Oregon House bill would ban private ownership of lions, tigers
Animal Protection Organizations Urge Oregon House Committee to Pass Legislation Prohibiting Private Ownership of Wild Animals
April 17, 2007
PORTLAND, Ore. — Recent incidents involving the escape of exotic pets demonstrate the need to prohibit private possession of wild animals in Oregon, say The Humane Society of the United States, the Oregon Humane Society and the Animal Protection Institute. Earlier this month a pet alligator escaped from a Coos Bay home and a pet monkey escaped through a hole in his cage in Lincoln County. Both animals were recaptured.
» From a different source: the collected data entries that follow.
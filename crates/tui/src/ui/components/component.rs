//! Component abstraction for the rubric editor's views.
//!
//! Components own only their local UI behavior. They read and mutate the
//! shared [`App`] and report anything the runtime must do as [`Effect`]s.

use crossterm::event::{KeyEvent, MouseEvent};
use ratatui::{Frame, layout::Rect, text::Span};
use rubrics_types::Effect;

use crate::app::App;

pub(crate) trait Component {
    /// Handle key events when this component has focus.
    fn handle_key_events(&mut self, _app: &mut App, _key: KeyEvent) -> Vec<Effect> {
        Vec::new()
    }

    /// Handle mouse events routed to this component.
    fn handle_mouse_events(&mut self, _app: &mut App, _mouse: MouseEvent) -> Vec<Effect> {
        Vec::new()
    }

    /// Render the component into `rect`. State changes belong in the event
    /// handlers; rendering only records layout for hit-testing.
    fn render(&mut self, frame: &mut Frame, rect: Rect, app: &mut App);

    /// Key hints shown in the footer while this component is focused.
    fn get_hint_spans(&self, _app: &App) -> Vec<Span<'static>> {
        Vec::new()
    }

    /// Sub-areas the component lays its content out in, within `area`.
    fn get_preferred_layout(&self, _app: &App, _area: Rect) -> Vec<Rect> {
        Vec::new()
    }
}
The HSUS, OHS and API are supporting House Bill 3437, introduced by Representatives Arnie Roblan (D, 9) and Brian Boquist (R, 23) to prohibit private possession of wild animals in the state, including alligators, monkeys, wolves, lions, tigers and bears. The House Agriculture and Natural Resources Committee will consider the bill at a hearing on April 19.
“This legislation will protect both public safety and animal welfare,” said Kelly Peterson, The HSUS state program coordinator for Oregon. “Wild animals can attack, they can spread disease, and the average citizen cannot meet their needs in captivity. They belong in the wild. Fortunately, state lawmakers are poised to address this issue, and we urge the committee to pass House Bill 3437.”
“When members of the general public can keep wild animals as pets it’s a horrible life for animals and an accident waiting to happen,” said Nicole Paquette, Esq., director of legal and government affairs for API. “Many animals become too difficult for their owners to care for and end up languishing in small pens in backyards, doomed to live in deplorable conditions, or they’re abandoned.”
“Our position has always been that the general public is ill suited to care for exotic animals with unusual and specific husbandry requirements,” added Sharon M. Harmon, executive director of the OHS. “Exotics most often die early deaths from poor husbandry in spite of the intentions of their owners. There are tens of thousands of our closest companions euthanized for lack of homes in Oregon. If we can’t provide adequate care for domestic dogs and cats, we have no business taking animals from the wild or producing exotic animals for the pet trade.”
Currently in Oregon a permit is required to possess certain wild animals as pets. H.B. 3437 will prohibit future possession of these animals and add alligators, crocodiles and caimans to the list. People who currently have these animals will be able to keep them, but not breed or replace them.
In addition to Roblan and Boquist, the bill is co-sponsored by Representatives Vicki Berger (R, 20), Scott Bruun (R, 37), Brian Clem (D, 21), Larry Galizio (D, 35), Bill Garrard (R, 56), Greg Macpherson (D, 38), Tobias Read (D, 27) and Mike Schaufler (D, 48).
Previous incidents in Oregon include:
The body of a dead three-foot alligator was found in a creek in Douglas County in March 2007.
A serval (an African wild cat) escaped from a home near Aurora in November 2006. The animal was recaptured only to escape again on the way home.
A pet lynx escaped and jumped on a six-year-old girl’s head in Clackamas County in August 2005.
A caiman was returned after three days on the loose in Lane County in June 2005.
A three-year-old girl in Bend was hospitalized after being bitten by a 40-pound exotic cat in her neighbor’s yard in September 2002.